Monday, February 17, 2014

Being Afraid to Speak Up

There are probably 4-5 finished blogs sitting in the "drafts" section of my blog dashboard. My thoughts in them are pretty complete, I think I've said it about as well as I'm going to, I've just never hit "publish."

Usually it's because I'm afraid.

I've gotten very comfortable sharing my opinion on some serious topics. I am never afraid to post something about introversion, depression, or my opinions on movies. I've had practice articulating my thoughts on those subjects, I can speak from experience, and they're typically not all that controversial.

But there are other things, other thoughts and opinions, that I am just terrified to post.

I've been trying for about a week now to write a blog about why I have chosen not to have children. I was writing it partly in response to a conversation I had on Facebook, but the subject quickly became much more emotionally charged for me than I expected and I had to back out of the discussion. I hoped maybe I could pull together my thoughts and articulate it better as a blog.

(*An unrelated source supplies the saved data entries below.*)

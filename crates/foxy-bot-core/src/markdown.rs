//! # Telegram MarkdownV2 Rendering
//!
//! Escaping and assembly of MarkdownV2 messages.
//!
//! Formatters never concatenate raw strings. They describe a message as a
//! [`MessageBuilder`] made of [`Line`]s, and the [`Line`] segment methods
//! decide what is escaped:
//!
//! | Method | Escaped | Use for |
//! |--------|---------|---------|
//! | [`Line::text`], [`Line::bold`] | yes | titles, names, descriptions, notes |
//! | [`Line::reference`] | sigil only | `#42` / `!7` style references |
//! | [`Line::link`] | label yes, URL no | links to GitLab objects |
//! | [`Line::emoji`] | no | the leading marker of a headline |
//!
//! See <https://core.telegram.org/bots/api#markdownv2-style> for the dialect.

use crate::Notification;
use std::fmt;

/// Characters that must be escaped in MarkdownV2 outside code spans.
///
/// The backslash comes first: it is the escape character itself and must be
/// doubled wherever it appears as content.
pub const RESERVED_CHARACTERS: &[char] = &[
    '\\', '_', '*', '[', ']', '(', ')', '~', '`', '>', '#', '+', '-', '=', '|', '{', '}', '.',
    '!',
];

/// Separator between message lines.
const LINE_SEPARATOR: &str = "\n";

/// Escape every reserved MarkdownV2 character in `content`.
///
/// Each reserved character is prefixed with a single backslash. The function
/// is not idempotent: escaping twice escapes the backslashes introduced by
/// the first pass, which is exactly what literal content requires.
///
/// # Examples
///
/// ```rust
/// use foxy_bot_core::escape_markdown;
///
/// assert_eq!(escape_markdown("Foxy.Bot"), r"Foxy\.Bot");
/// assert_eq!(escape_markdown("fix: [WIP] a_b"), r"fix: \[WIP\] a\_b");
/// ```
pub fn escape_markdown(content: &str) -> String {
    let mut escaped = String::with_capacity(content.len() * 2);
    for ch in content.chars() {
        if RESERVED_CHARACTERS.contains(&ch) {
            escaped.push('\\');
        }
        escaped.push(ch);
    }
    escaped
}

/// Escape optional free text, rendering an absent value as an empty string.
pub fn sanitize(content: Option<&str>) -> String {
    content.map(escape_markdown).unwrap_or_default()
}

// ============================================================================
// Line
// ============================================================================

/// One line of a MarkdownV2 message, assembled from typed segments.
#[derive(Debug, Clone, Default, PartialEq, Eq)]
pub struct Line {
    rendered: String,
}

impl Line {
    /// Start an empty line.
    pub fn new() -> Self {
        Self::default()
    }

    /// Append an emoji marker followed by a space.
    pub fn emoji(mut self, emoji: &'static str) -> Self {
        self.rendered.push_str(emoji);
        self.rendered.push(' ');
        self
    }

    /// Append escaped text.
    pub fn text(mut self, content: &str) -> Self {
        self.rendered.push_str(&escape_markdown(content));
        self
    }

    /// Append escaped text wrapped in bold markers.
    ///
    /// Blank content renders nothing, since `**` is not valid MarkdownV2.
    pub fn bold(mut self, content: &str) -> Self {
        if content.trim().is_empty() {
            return self;
        }
        self.rendered.push('*');
        self.rendered.push_str(&escape_markdown(content));
        self.rendered.push('*');
        self
    }

    /// Append a GitLab-style reference such as `#42` or `!7`.
    ///
    /// The sigil is escaped; the numeric identifier is structural and is
    /// inserted verbatim. An absent identifier renders nothing.
    pub fn reference(mut self, sigil: char, id: Option<u64>) -> Self {
        if let Some(id) = id {
            self.rendered.push_str(&escape_markdown(sigil.encode_utf8(&mut [0; 4])));
            self.rendered.push_str(&id.to_string());
        }
        self
    }

    /// Append `label` as an inline link to `url`.
    ///
    /// The URL is trusted platform data and is inserted verbatim. Without a
    /// URL only the label is rendered; with an empty label the (escaped) URL
    /// doubles as the label.
    pub fn link(mut self, label: Line, url: Option<&str>) -> Self {
        let url = url.filter(|u| !u.is_empty());
        match (label.is_empty(), url) {
            (true, None) => {}
            (false, None) => self.rendered.push_str(&label.rendered),
            (true, Some(url)) => {
                self.rendered
                    .push_str(&format!("[{}]({})", escape_markdown(url), url));
            }
            (false, Some(url)) => {
                self.rendered
                    .push_str(&format!("[{}]({})", label.rendered, url));
            }
        }
        self
    }

    /// Returns `true` if nothing has been appended yet.
    pub fn is_empty(&self) -> bool {
        self.rendered.is_empty()
    }

    /// Borrow the rendered MarkdownV2 text.
    pub fn as_str(&self) -> &str {
        &self.rendered
    }
}

impl fmt::Display for Line {
    fn fmt(&self, f: &mut fmt::Formatter<'_>) -> fmt::Result {
        f.write_str(&self.rendered)
    }
}

// ============================================================================
// MessageBuilder
// ============================================================================

/// Ordered sequence of message lines joined with `\n`.
///
/// A message always starts with a headline. Free-text bodies are added as
/// paragraphs, each separated from what precedes it by a blank line.
///
/// # Examples
///
/// ```rust
/// use foxy_bot_core::{Line, MessageBuilder};
///
/// let message = MessageBuilder::new(Line::new().emoji("🆕").bold("an.le").text(" opened"))
///     .paragraph(Some("Adds *retry*"))
///     .build();
///
/// assert_eq!(message.as_text(), Some("🆕 *an\\.le* opened\n\nAdds \\*retry\\*"));
/// ```
#[derive(Debug, Clone)]
pub struct MessageBuilder {
    lines: Vec<String>,
}

impl MessageBuilder {
    /// Start a message with its headline.
    pub fn new(headline: Line) -> Self {
        Self {
            lines: vec![headline.rendered],
        }
    }

    /// Append escaped free text as a paragraph after a blank line.
    ///
    /// Absent or whitespace-only text is omitted entirely.
    pub fn paragraph(self, content: Option<&str>) -> Self {
        match content.filter(|c| !c.trim().is_empty()) {
            Some(content) => self.block(Line::new().text(content)),
            None => self,
        }
    }

    /// Append an already assembled line as a paragraph after a blank line.
    pub fn block(mut self, line: Line) -> Self {
        if !line.is_empty() {
            self.lines.push(String::new());
            self.lines.push(line.rendered);
        }
        self
    }

    /// Join the lines into the final notification.
    pub fn build(self) -> Notification {
        Notification::text(self.lines.join(LINE_SEPARATOR))
    }
}

#[cfg(test)]
#[path = "markdown_tests.rs"]
mod tests;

Well, I pulled them together, I think they're about as articulate as they're going to get, but I am just too scared to publish it.

What if it comes across as angry and reactionary because I'm still emotionally connecting it to that frustrating Facebook conversation?

What if others respond angrily and simply label my opinions self-centered and childish without listening to my reasoning or even bothering to think about it from my point of view?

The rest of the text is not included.